#### [What you have to do]
Please count the lines in the records below that include the word "Result" and report only the total.

#### [Records contained in a dataset]
++++++++

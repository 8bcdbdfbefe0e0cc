// SPDX-FileCopyrightText: 2025 Caspar Water Company
//
// SPDX-License-Identifier: Apache-2.0

use std::io::{self, Read};
use std::path::PathBuf;

use anyhow::Result;
use bytes::Bytes;
use clap::{Args, Parser, Subcommand};

use cmd::Context;
use cmd::commands;

#[derive(Parser)]
#[command(author, version, about, long_about = None)]
#[command(name = "wfs")]
struct Cli {
    /// Local store holding the root directory
    #[arg(long, env = "WFS_DB", default_value = "wfs.duckdb", global = true)]
    db: PathBuf,

    /// Access token for remote folders
    #[arg(long, env = "WFS_DRIVE_TOKEN", hide_env_values = true, global = true)]
    token: Option<String>,

    /// YAML file with remote driver settings
    #[arg(long, global = true)]
    drive_config: Option<PathBuf>,

    #[command(subcommand)]
    command: Commands,
}

#[derive(Subcommand)]
enum Commands {
    /// List a directory
    Ls {
        #[arg(default_value = "")]
        path: String,
    },
    /// Show metadata of an entry
    Stat { path: String },
    /// Print a file
    Cat { path: String },
    /// Create a file from text or standard input
    Put(PutArgs),
    /// Overwrite part of an existing file
    Write(WriteArgs),
    /// Create a directory
    Mkdir { path: String },
    /// Remove an entry, unlinking mount points
    Rm { path: String },
    /// Mount a driver's directory
    Mount {
        path: String,
        driver: String,
        /// Driver params, parsed as JSON when possible
        params: Vec<String>,
    },
}

#[derive(Args)]
struct PutArgs {
    path: String,
    /// Content; standard input is read when absent
    #[arg(long)]
    text: Option<String>,
    #[arg(long)]
    mime: Option<String>,
}

#[derive(Args)]
struct WriteArgs {
    path: String,
    text: String,
    /// Byte offset of the first replaced byte
    #[arg(long, default_value_t = 0)]
    offset: u64,
    /// Bytes replaced; defaults to the rest of the file
    #[arg(long)]
    count: Option<u64>,
}

fn read_stdin() -> Result<Bytes> {
    let mut content = Vec::new();
    _ = io::stdin().read_to_end(&mut content)?;
    Ok(Bytes::from(content))
}

#[tokio::main]
async fn main() -> Result<()> {
    diagnostics::init();
    let cli = Cli::parse();
    let ctx = Context::new(cli.db)
        .with_token(cli.token)
        .with_drive_config(cli.drive_config);
    let mut out = io::stdout().lock();

    match cli.command {
        Commands::Ls { path } => commands::list_command(&ctx, &path, &mut out).await,
        Commands::Stat { path } => commands::stat_command(&ctx, &path, &mut out).await,
        Commands::Cat { path } => commands::cat_command(&ctx, &path, &mut out).await,
        Commands::Put(args) => {
            let content = match args.text {
                Some(text) => Bytes::from(text),
                None => read_stdin()?,
            };
            _ = commands::put_command(&ctx, &args.path, content, args.mime.as_deref()).await?;
            Ok(())
        }
        Commands::Write(args) => {
            let content = Bytes::from(args.text);
            _ = commands::write_command(&ctx, &args.path, content, args.offset, args.count).await?;
            Ok(())
        }
        Commands::Mkdir { path } => commands::mkdir_command(&ctx, &path).await,
        Commands::Rm { path } => commands::remove_command(&ctx, &path).await,
        Commands::Mount { path, driver, params } => {
            commands::mount_command(&ctx, &path, &driver, &params).await
        }
    }
}
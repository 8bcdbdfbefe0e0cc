// SPDX-FileCopyrightText: 2025 Caspar Water Company
//
// SPDX-License-Identifier: Apache-2.0

pub mod commands;
pub mod common;

pub use common::Context;
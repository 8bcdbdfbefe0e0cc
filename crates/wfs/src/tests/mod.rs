// SPDX-FileCopyrightText: 2025 Caspar Water Company
//
// SPDX-License-Identifier: Apache-2.0

mod resolve;

use std::sync::Once;
use std::sync::atomic::{AtomicUsize, Ordering};

use crate::dir::Dir;
use crate::memory::{MemoryDirectory, MemoryDriver};
use crate::registry::Registry;

static INSTALL: Once = Once::new();
static VOLUME: AtomicUsize = AtomicUsize::new(0);

/// Install the test registry once per test binary.
pub(crate) fn setup() {
    INSTALL.call_once(|| {
        Registry::builder()
            .driver(MemoryDriver)
            .install()
            .expect("install registry");
    });
}

/// A root directory on a volume no other test uses.
pub(crate) fn new_root() -> Dir {
    setup();
    let name = format!("test-volume-{}", VOLUME.fetch_add(1, Ordering::Relaxed));
    MemoryDirectory::mount(None, &name, 0).expect("mount volume")
}

pub(crate) fn volume_name() -> String {
    format!("test-mounted-{}", VOLUME.fetch_add(1, Ordering::Relaxed))
}
// SPDX-FileCopyrightText: 2025 Caspar Water Company
//
// SPDX-License-Identifier: Apache-2.0

//! Local store driver.
//!
//! Files and directories live in a DuckDB database file. Mount params are
//! `[database_path: string, root_key: integer = 1]`.

mod directory;
mod error;
mod file;
mod store;

pub use directory::LocalDirectory;
pub use error::StoreError;
pub use file::LocalFile;
pub use store::{ROOT_KEY, Store};

use async_trait::async_trait;
use serde_json::Value;
use wfs::{Dir, Driver, Error, INODE_MIME};

pub const DRIVER_NAME: &str = "local";

#[derive(Debug, Default, Clone, Copy)]
pub struct LocalDriver;

#[async_trait]
impl Driver for LocalDriver {
    fn name(&self) -> &'static str {
        DRIVER_NAME
    }

    fn mime_type(&self) -> &'static str {
        INODE_MIME
    }

    async fn mount(&self, parent: Option<Dir>, params: &[Value]) -> wfs::Result<Dir> {
        let path = params
            .first()
            .and_then(Value::as_str)
            .ok_or_else(|| Error::invalid_argument("local mount needs a database path"))?;
        let key = match params.get(1) {
            None | Some(Value::Null) => ROOT_KEY,
            Some(value) => value
                .as_i64()
                .ok_or_else(|| Error::invalid_argument("local root key must be an integer"))?,
        };
        LocalDirectory::mount(parent, path, key).await
    }
}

++++++++

#### [Finished exercise]
4